Mr. Elgan makes a number of very fundamental, and geek-mindset mistakes in his article. He accurately describes Microsoft’s company strengths, and extensively goes into the abysmal customer experience that the Zune is when removed from the packing. Then he loses his grip on consumer products and launches into what he wants for a music player.

Dismissing that user experience out of hand is simply foolish, especially in a market entry. Every one of the customers that goes through that pain is more likely to diss the Zune and go iPod unless they are either anti-Apple or blindly pro-Microsoft. They were trying to buy a music player, and they got a box of pain. Waving the hand of providence and MSFT-get-v3.0-right is just naive. That experience is why Apple is rolling downhill like a consumer-rampaging avalanche of revenue in the music player business. They built a device that absolutely excels at being a music player. That’s it. Now it does small video as well, but that’s not how it got to dominate the market.

Is Apple paying attention to it? You bet. And they will compete with it fiercely, and it will likely benefit the marketplace as various pressures and pricing comes to bear based on the acceptance of the varying offers. I don’t think we’re going to see iPod price drops thanks to Zune based on the current offering though.

This touches on the bigger fallacy that Mr. Elgan puts forward that simply isn’t true except in geeks. I quote:

History shows that the functionality of stand-alone gadgets always gets folded into multipurpose devices. Apple’s instinct to maximize elegance at the expense of extensibility made them No. 1 in the media player market, but the future belongs to customizable, multifunction players.

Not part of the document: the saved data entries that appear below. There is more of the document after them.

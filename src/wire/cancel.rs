//! A minimal cooperative cancellation signal, observed at admission and
//! passed through to handler invocation.

use tokio::sync::watch;

/// Cheap to clone; cancelling any clone cancels all of them.
#[derive(Debug, Clone)]
pub struct CancellationToken {
    tx: watch::Sender<bool>,
    rx: watch::Receiver<bool>,
}

impl Default for CancellationToken {
    fn default() -> Self {
        Self::new()
    }
}

impl CancellationToken {
    pub fn new() -> Self {
        let (tx, rx) = watch::channel(false);
        Self { tx, rx }
    }

    pub fn cancel(&self) {
        let _ = self.tx.send(true);
    }

    pub fn is_cancelled(&self) -> bool {
        *self.rx.borrow()
    }

    /// Resolves once [`cancel`](Self::cancel) has been called.
    pub async fn cancelled(&self) {
        let mut rx = self.rx.clone();
        if *rx.borrow() {
            return;
        }
        let _ = rx.changed().await;
    }
}

/// Cancels the wrapped token when dropped.
///
/// tonic drops a handler's in-flight future when the client disconnects or
/// resets the stream, before any `.await` point gets a chance to notice. Hold
/// one of these for the duration of a request handler so that drop — not just
/// a checked `is_cancelled()` — reaches every clone of the token, including
/// ones handed off to a background task that outlives the handler future.
pub struct CancelOnDrop(CancellationToken);

impl CancelOnDrop {
    pub fn new(token: CancellationToken) -> Self {
        Self(token)
    }
}

impl Drop for CancelOnDrop {
    fn drop(&mut self) {
        self.0.cancel();
    }
}

#[cfg(test)]
mod tests {
    use super::*;

    #[tokio::test]
    async fn cancel_wakes_waiters() {
        let token = CancellationToken::new();
        assert!(!token.is_cancelled());
        let waiter = token.clone();
        let handle = tokio::spawn(async move {
            waiter.cancelled().await;
        });
        token.cancel();
        handle.await.unwrap();
        assert!(token.is_cancelled());
    }

    #[tokio::test]
    async fn already_cancelled_does_not_block() {
        let token = CancellationToken::new();
        token.cancel();
        tokio::time::timeout(std::time::Duration::from_millis(50), token.cancelled())
            .await
            .expect("already-cancelled token must resolve immediately");
    }
}
//! The wire envelope, payload codec, and op-name dispatch table.
//!
//! A request carries an `op_name`, an opaque payload, and a correlation id.
//! The dispatcher looks the op up in a [`HandlerRegistry`] built once at
//! startup, decodes the payload the way that handler expects, invokes it, and
//! re-encodes the result into a [`Reply`] that echoes the correlation id.
//!
//! Payloads default to a compact binary encoding; a leading `0xFF` byte
//! signals a JSON fallback for ops with no registered binary schema. This
//! crate does not ship a binary schema compiler, so [`JsonHandler`] always
//! emits the JSON-fallback form — a registered op with a real binary codec
//! can still implement [`Handler`] directly.

pub mod cancel;
pub mod dispatch;
pub mod envelope;
pub mod redact;
pub mod registry;

pub use cancel::{CancelOnDrop, CancellationToken};
pub use dispatch::Dispatcher;
pub use envelope::{decode_json_payload, encode_json_payload, Envelope, Reply, JSON_PREFIX};
pub use redact::redact;
pub use registry::{Handler, HandlerRegistry, JsonHandler, OpClass, RegistryError};
//! The boundary between the Tenant Client and however an envelope actually
//! crosses the wire to a worker (spec.md §4.3/§6). Production code wires
//! [`Connector`] to [`crate::rpc`]'s gRPC client; tests inject a fake.

use crate::acs_error::AcsErrorKind;
use crate::tenant::TenantId;
use crate::wire::{CancellationToken, Envelope, Reply};
use async_trait::async_trait;

/// A live connection to one tenant worker. Cheap to clone (e.g. a gRPC
/// channel handle); cloning must not reconnect.
#[async_trait]
pub trait Transport: Clone + Send + Sync + 'static {
    async fn call(&self, envelope: Envelope, cancel: CancellationToken) -> Result<Reply, AcsErrorKind>;
}

/// Establishes a [`Transport`] to a tenant's worker at `host:port`.
#[async_trait]
pub trait Connector: Send + Sync + 'static {
    type Transport: Transport;

    async fn connect(&self, tenant_id: &TenantId, port: u16) -> Result<Self::Transport, AcsErrorKind>;
}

I’m afraid I can’t come up with anything that actually supports this “historic” assertion. Smart phones are eclectic and in no way make up the majority of the devices people have. I know even some tech-heads that are tossing the Palm/iPaq family of gadgets for paper and pencil, and going with a more elegant, simple phone that works better as a phone such as the RAZR or some of the Sony/Nokia offerings. Last time I checked, the mass-market still has watches, and those multi-function wildly customizable digital monstrosities of the 80s died a deserved death. Convergence only works when the result isn’t a compromise. When the BlackBerry got the phone part right in addition to mobile email, without trying to edit your excel spreadsheet on a 2″ screen, that succeeded. The first few BlackBerries that had just the office functionality with mobile email were just mobile email devices, because to the majority of users, the office app functionality was too big of a compromise.

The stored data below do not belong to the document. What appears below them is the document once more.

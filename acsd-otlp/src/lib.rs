//! OTLP telemetry sink for `acsd`.
//! Bring your own `opentelemetry_sdk::logs::LoggerProvider`; events are emitted as OTLP logs.

use acsd::telemetry::{PolicyEvent, TelemetrySink};
use opentelemetry::logs::{AnyValue, LogRecord, Logger, LoggerProvider, Severity};
use std::convert::Infallible;
use std::pin::Pin;
use std::task::{Context, Poll};

/// OTLP sink that emits PolicyEvents as structured logs.
///
/// Example usage:
/// ```ignore
/// use opentelemetry_sdk::logs::LoggerProvider;
/// use acsd_otlp::OtlpSink;
///
/// let provider = LoggerProvider::builder().build();
/// let sink = OtlpSink::new(provider);
/// ```
#[derive(Clone, Debug)]
pub struct OtlpSink<P> {
    provider: P,
}

impl<P> OtlpSink<P>
where
    P: LoggerProvider + Clone + Send + Sync + 'static,
{
    /// Create a sink from an existing OTLP logger provider
    pub fn new(provider: P) -> Self {
        Self { provider }
    }
}

impl<P> tower_service::Service<PolicyEvent> for OtlpSink<P>
where
    P: LoggerProvider + Clone + Send + Sync + 'static,
    P::Logger: Send,
{
    type Response = ();
    type Error = Infallible;
    type Future = Pin<Box<dyn std::future::Future<Output = Result<(), Self::Error>> + Send>>;

    fn poll_ready(&mut self, _cx: &mut Context<'_>) -> Poll<Result<(), Self::Error>> {
        Poll::Ready(Ok(()))
    }

    fn call(&mut self, event: PolicyEvent) -> Self::Future {
        let logger = self.provider.logger("acsd");
        Box::pin(async move {
            let (severity, body, event_kind, numeric_attrs) = map_event(&event);
            let mut record = logger.create_log_record();
            record.set_severity_number(severity);
            record.set_body(AnyValue::from(body));
            record.add_attribute("component", "acsd");
            record.add_attribute("event_kind", event_kind);
            record.add_attributes(numeric_attrs);
            logger.emit(record);
            Ok(())
        })
    }
}

impl<P> TelemetrySink for OtlpSink<P>
where
    P: LoggerProvider + Clone + Send + Sync + 'static,
    P::Logger: Send,
{
    type SinkError = Infallible;
}

fn map_event(event: &PolicyEvent) -> (Severity, String, &'static str, Vec<(&'static str, i64)>) {
    use acsd::telemetry::{
        BulkheadEvent, CircuitBreakerEvent, RequestOutcome, RetryEvent, TimeoutEvent,
    };

    let event_kind = kind(event);

    match event {
        PolicyEvent::Retry(RetryEvent::Attempt { attempt, delay }) => {
            let attrs = vec![("attempt", *attempt as i64), ("delay_ms", delay.as_millis() as i64)];
            (Severity::Info, "retry_attempt".to_string(), event_kind, attrs)
        }
        PolicyEvent::Retry(RetryEvent::Exhausted { total_attempts, total_duration }) => {
            let attrs = vec![
                ("total_attempts", *total_attempts as i64),
                ("total_duration_ms", total_duration.as_millis() as i64),
            ];
            (Severity::Warn, "retry_exhausted".to_string(), event_kind, attrs)
        }
        PolicyEvent::CircuitBreaker(CircuitBreakerEvent::Opened { failure_count }) => {
            let attrs = vec![("failure_count", *failure_count as i64)];
            (Severity::Warn, "circuit_opened".to_string(), event_kind, attrs)
        }
        PolicyEvent::CircuitBreaker(CircuitBreakerEvent::HalfOpen) => {
            (Severity::Info, "circuit_half_open".to_string(), event_kind, vec![])
        }
        PolicyEvent::CircuitBreaker(CircuitBreakerEvent::Closed) => {
            (Severity::Info, "circuit_closed".to_string(), event_kind, vec![])
        }
        PolicyEvent::Bulkhead(BulkheadEvent::Acquired { active_count, max_concurrency }) => {
            let attrs = vec![("active", *active_count as i64), ("max", *max_concurrency as i64)];
            (Severity::Info, "bulkhead_acquired".to_string(), event_kind, attrs)
        }
        PolicyEvent::Bulkhead(BulkheadEvent::Rejected { active_count, max_concurrency }) => {
            let attrs = vec![("active", *active_count as i64), ("max", *max_concurrency as i64)];
            (Severity::Warn, "bulkhead_rejected".to_string(), event_kind, attrs)
        }
        PolicyEvent::Timeout(TimeoutEvent::Occurred { timeout }) => {
            let attrs = vec![("timeout_ms", timeout.as_millis() as i64)];
            (Severity::Warn, "timeout".to_string(), event_kind, attrs)
        }
        PolicyEvent::Request(RequestOutcome::Success { duration }) => {
            let attrs = vec![("duration_ms", duration.as_millis() as i64)];
            (Severity::Info, "request_success".to_string(), event_kind, attrs)
        }
        PolicyEvent::Request(RequestOutcome::Failure { duration }) => {
            let attrs = vec![("duration_ms", duration.as_millis() as i64)];
            (Severity::Warn, "request_failure".to_string(), event_kind, attrs)
        }
        other => (Severity::Info, other.to_string(), event_kind, vec![]),
    }
}

fn kind(event: &PolicyEvent) -> &'static str {
    match event {
        PolicyEvent::Retry(_) => "retry",
        PolicyEvent::CircuitBreaker(_) => "circuit_breaker",
        PolicyEvent::Bulkhead(_) => "bulkhead",
        PolicyEvent::Timeout(_) => "timeout",
        PolicyEvent::Request(_) => "request",
        PolicyEvent::Supervisor(_) => "supervisor",
        PolicyEvent::Buffer(_) => "buffer",
        PolicyEvent::Dispatch(_) => "dispatch",
        _ => "unknown",
    }
}
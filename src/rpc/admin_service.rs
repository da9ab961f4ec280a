//! The Supervisor control surface (spec.md §4.1 "Supervisor CLI / control
//! surface, not public wire"): `start`/`stop`/`list`/`health`, consumed only
//! by `acsd-ctl`.

use super::proto;
use crate::supervisor::{Supervisor, TenantRecord, WorkerLauncher};
use crate::tenant::TenantId;
use std::sync::Arc;
use tonic::{Request, Response, Status};

pub struct AdminGrpc<L: WorkerLauncher, Sink> {
    supervisor: Arc<Supervisor<L, Sink>>,
}

impl<L: WorkerLauncher, Sink> AdminGrpc<L, Sink> {
    pub fn new(supervisor: Arc<Supervisor<L, Sink>>) -> Self {
        Self { supervisor }
    }
}

fn to_reply(record: TenantRecord) -> proto::TenantRecordReply {
    proto::TenantRecordReply {
        tenant_id: record.tenant_id.as_str().to_string(),
        state: record.state.to_string(),
        listen_port: record.listen_port.map(u32::from).unwrap_or(0),
        generation: record.generation,
        restart_count: record.restart_count,
    }
}

#[tonic::async_trait]
impl<L, Sink> proto::admin_server::Admin for AdminGrpc<L, Sink>
where
    L: WorkerLauncher + Send + Sync + 'static,
    L::Handle: Send,
    Sink: tower::Service<crate::telemetry::PolicyEvent, Response = ()> + Clone + Send + 'static,
    Sink::Error: std::error::Error + Send + 'static,
    Sink::Future: Send + 'static,
{
    async fn start(
        &self,
        request: Request<proto::TenantIdRequest>,
    ) -> Result<Response<proto::TenantRecordReply>, Status> {
        let tenant_id = TenantId::parse(request.into_inner().tenant_id)
            .map_err(|e| Status::invalid_argument(e.to_string()))?;
        self.supervisor
            .start(&tenant_id)
            .await
            .map(|record| Response::new(to_reply(record)))
            .map_err(|e| Status::unavailable(e.to_string()))
    }

    async fn stop(&self, request: Request<proto::TenantIdRequest>) -> Result<Response<proto::Empty>, Status> {
        let tenant_id = TenantId::parse(request.into_inner().tenant_id)
            .map_err(|e| Status::invalid_argument(e.to_string()))?;
        self.supervisor.stop(&tenant_id).await;
        Ok(Response::new(proto::Empty {}))
    }

    async fn list(&self, _request: Request<proto::Empty>) -> Result<Response<proto::ListReply>, Status> {
        let records = self.supervisor.list().into_iter().map(to_reply).collect();
        Ok(Response::new(proto::ListReply { records }))
    }

    async fn health(
        &self,
        request: Request<proto::TenantIdRequest>,
    ) -> Result<Response<proto::TenantRecordReply>, Status> {
        let tenant_id = TenantId::parse(request.into_inner().tenant_id)
            .map_err(|e| Status::invalid_argument(e.to_string()))?;
        self.supervisor
            .lookup(&tenant_id)
            .map(|record| Response::new(to_reply(record)))
            .ok_or_else(|| Status::not_found(format!("unknown tenant {tenant_id}")))
    }
}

The point of market volume as an OEM is a side argument without merit or relevance. To Mr. Elgan’s point, I know lots of people that refer to a BlackBerry, but nobody that refers to a “Windows Smart Phone”. The Windows software is customized for each phone. The fact that Java is on more cell phones than the Windows system is just as irrelevant. There is no buzz around Java on a cell phone, and there is no buzz around Windows Smart Phones. there’s a heck of a lot around BlackBerry though.

What I can’t understand is why this all seems OK to people, regarding the Zune hitting the market so very poorly. It’s a panic release obviously, and shows that the consumer experience, and more importantly, the Microsoft Brand, doesn’t seem to matter very much. Microsoft, who attached themselves to a brand of “Plays for Sure” and then walked away from it, have lost brand value in the parent name as well as killing the goodwill the Plays for Sure initiative had. Branding does matter to the consumer, and to market success. Zune with this sort of offering is detracting from the Microsoft brand. Apple delays when something isn’t ready for the market or when it’s not polished enough. Microsoft releases it and tries to fix it in a later release, and causes a pile of grief to the customers in the mean time.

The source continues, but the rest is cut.